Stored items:
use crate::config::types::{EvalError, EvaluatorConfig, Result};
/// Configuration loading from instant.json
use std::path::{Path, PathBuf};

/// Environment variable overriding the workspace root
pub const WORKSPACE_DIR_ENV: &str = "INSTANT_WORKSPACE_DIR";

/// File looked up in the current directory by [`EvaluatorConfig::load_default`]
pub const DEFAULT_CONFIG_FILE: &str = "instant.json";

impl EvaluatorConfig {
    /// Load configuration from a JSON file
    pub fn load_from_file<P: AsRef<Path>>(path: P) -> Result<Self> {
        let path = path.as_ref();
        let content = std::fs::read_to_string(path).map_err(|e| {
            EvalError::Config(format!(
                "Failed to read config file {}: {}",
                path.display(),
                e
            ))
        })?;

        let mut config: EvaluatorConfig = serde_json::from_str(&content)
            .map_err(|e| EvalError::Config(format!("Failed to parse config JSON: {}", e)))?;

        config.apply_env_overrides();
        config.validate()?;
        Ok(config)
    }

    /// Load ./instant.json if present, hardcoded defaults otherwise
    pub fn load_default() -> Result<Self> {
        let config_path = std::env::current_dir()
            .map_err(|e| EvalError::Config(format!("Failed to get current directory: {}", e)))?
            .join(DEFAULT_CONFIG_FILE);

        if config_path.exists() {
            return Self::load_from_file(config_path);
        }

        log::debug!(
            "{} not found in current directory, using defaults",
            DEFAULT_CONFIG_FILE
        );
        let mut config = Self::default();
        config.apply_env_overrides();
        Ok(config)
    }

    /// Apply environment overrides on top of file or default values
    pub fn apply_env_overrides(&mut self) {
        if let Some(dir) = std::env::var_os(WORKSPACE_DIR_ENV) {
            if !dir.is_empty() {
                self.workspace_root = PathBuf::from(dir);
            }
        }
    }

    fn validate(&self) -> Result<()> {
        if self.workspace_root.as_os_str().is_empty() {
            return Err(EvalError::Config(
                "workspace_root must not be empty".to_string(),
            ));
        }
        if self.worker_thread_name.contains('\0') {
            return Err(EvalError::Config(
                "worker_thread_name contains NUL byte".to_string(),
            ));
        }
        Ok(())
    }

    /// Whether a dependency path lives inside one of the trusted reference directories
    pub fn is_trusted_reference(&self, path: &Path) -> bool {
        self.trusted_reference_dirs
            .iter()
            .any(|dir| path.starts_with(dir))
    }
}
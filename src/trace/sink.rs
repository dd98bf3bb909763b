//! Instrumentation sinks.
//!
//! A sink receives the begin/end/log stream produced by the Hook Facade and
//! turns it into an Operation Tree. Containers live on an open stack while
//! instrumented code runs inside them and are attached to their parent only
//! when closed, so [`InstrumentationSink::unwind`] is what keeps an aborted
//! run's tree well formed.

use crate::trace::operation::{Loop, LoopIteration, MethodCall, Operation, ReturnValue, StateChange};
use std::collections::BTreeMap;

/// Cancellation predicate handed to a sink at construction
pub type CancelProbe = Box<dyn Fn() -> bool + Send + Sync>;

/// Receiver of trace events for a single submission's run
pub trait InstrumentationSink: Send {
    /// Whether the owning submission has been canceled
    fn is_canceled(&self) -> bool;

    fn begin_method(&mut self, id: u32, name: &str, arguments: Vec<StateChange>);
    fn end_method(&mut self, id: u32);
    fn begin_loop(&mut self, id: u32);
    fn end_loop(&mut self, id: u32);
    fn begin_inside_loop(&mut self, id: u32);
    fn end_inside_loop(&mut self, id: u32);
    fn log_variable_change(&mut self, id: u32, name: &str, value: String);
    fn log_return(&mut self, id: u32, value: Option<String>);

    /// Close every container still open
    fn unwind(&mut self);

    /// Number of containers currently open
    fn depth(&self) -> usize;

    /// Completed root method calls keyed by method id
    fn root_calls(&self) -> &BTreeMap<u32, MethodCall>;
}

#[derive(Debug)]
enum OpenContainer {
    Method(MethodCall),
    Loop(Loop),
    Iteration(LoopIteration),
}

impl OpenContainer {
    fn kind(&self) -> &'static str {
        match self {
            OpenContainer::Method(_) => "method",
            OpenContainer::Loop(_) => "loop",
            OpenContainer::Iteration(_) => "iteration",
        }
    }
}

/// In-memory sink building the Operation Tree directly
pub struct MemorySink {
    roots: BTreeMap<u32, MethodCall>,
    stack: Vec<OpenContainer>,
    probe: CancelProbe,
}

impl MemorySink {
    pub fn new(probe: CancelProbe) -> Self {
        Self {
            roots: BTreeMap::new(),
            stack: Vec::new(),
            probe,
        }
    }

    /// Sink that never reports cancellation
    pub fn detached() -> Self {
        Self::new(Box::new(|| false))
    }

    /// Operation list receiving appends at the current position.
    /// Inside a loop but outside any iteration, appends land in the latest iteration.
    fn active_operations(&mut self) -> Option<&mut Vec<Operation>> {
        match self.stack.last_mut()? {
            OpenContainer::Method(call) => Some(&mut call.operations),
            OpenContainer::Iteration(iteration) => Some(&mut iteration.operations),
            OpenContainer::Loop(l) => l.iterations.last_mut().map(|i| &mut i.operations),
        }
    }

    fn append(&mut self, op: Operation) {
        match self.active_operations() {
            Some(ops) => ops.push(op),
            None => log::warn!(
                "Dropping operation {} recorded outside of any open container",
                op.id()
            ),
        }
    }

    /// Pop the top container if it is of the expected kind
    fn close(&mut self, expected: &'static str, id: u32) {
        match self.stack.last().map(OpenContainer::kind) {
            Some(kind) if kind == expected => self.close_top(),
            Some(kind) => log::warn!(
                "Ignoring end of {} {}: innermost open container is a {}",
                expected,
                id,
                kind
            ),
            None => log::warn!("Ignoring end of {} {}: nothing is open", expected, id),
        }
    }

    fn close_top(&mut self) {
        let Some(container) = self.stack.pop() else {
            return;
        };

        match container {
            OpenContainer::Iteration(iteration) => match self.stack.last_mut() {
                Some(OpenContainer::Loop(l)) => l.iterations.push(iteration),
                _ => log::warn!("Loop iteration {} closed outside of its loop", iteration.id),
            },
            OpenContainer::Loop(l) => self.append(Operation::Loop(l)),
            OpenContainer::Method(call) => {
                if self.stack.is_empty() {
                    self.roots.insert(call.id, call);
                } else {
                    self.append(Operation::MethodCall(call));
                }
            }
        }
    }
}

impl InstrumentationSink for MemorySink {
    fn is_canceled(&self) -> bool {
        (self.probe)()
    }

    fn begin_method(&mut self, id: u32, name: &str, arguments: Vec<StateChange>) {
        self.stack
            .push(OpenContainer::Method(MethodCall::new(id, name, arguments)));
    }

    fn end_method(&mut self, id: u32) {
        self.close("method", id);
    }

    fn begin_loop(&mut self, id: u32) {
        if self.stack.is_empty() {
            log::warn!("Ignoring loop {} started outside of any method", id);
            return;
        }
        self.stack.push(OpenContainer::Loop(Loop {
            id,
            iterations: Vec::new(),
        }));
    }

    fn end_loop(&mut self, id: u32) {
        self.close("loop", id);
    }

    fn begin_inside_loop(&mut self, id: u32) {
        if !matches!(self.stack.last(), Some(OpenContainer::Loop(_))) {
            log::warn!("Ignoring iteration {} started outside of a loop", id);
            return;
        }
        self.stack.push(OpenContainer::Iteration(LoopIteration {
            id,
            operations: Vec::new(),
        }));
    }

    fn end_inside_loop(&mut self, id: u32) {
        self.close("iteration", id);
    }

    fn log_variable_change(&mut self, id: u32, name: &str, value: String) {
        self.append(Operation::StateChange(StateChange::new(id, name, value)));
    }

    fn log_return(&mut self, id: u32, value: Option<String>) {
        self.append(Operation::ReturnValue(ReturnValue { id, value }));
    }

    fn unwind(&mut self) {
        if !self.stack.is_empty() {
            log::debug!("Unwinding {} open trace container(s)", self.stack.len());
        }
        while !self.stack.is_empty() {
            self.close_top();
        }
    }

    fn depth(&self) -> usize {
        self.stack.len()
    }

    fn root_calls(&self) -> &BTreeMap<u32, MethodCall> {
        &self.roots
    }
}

■ PROBLEM REQUIREMENTS
Your task is to restate, word for word, only those lines above that fall between the line holding "Hook Facade and" and the line holding "name: &str, value: String);", inclusive.

■ RESPONSE TO THE EXERCISE
//! A sink receives the begin/end/log stream produced by the Hook Facade and
//! turns it into an Operation Tree. Containers live on an open stack while
//! instrumented code runs inside them and are attached to their parent only
//! when closed, so [`InstrumentationSink::unwind`] is what keeps an aborted
//! run's tree well formed.

use crate::trace::operation::{Loop, LoopIteration, MethodCall, Operation, ReturnValue, StateChange};
use std::collections::BTreeMap;

/// Cancellation predicate handed to a sink at construction
pub type CancelProbe = Box<dyn Fn() -> bool + Send + Sync>;

/// Receiver of trace events for a single submission's run
pub trait InstrumentationSink: Send {
    /// Whether the owning submission has been canceled
    fn is_canceled(&self) -> bool;

    fn begin_method(&mut self, id: u32, name: &str, arguments: Vec<StateChange>);
    fn end_method(&mut self, id: u32);
    fn begin_loop(&mut self, id: u32);
    fn end_loop(&mut self, id: u32);
    fn begin_inside_loop(&mut self, id: u32);
    fn end_inside_loop(&mut self, id: u32);
    fn log_variable_change(&mut self, id: u32, name: &str, value: String);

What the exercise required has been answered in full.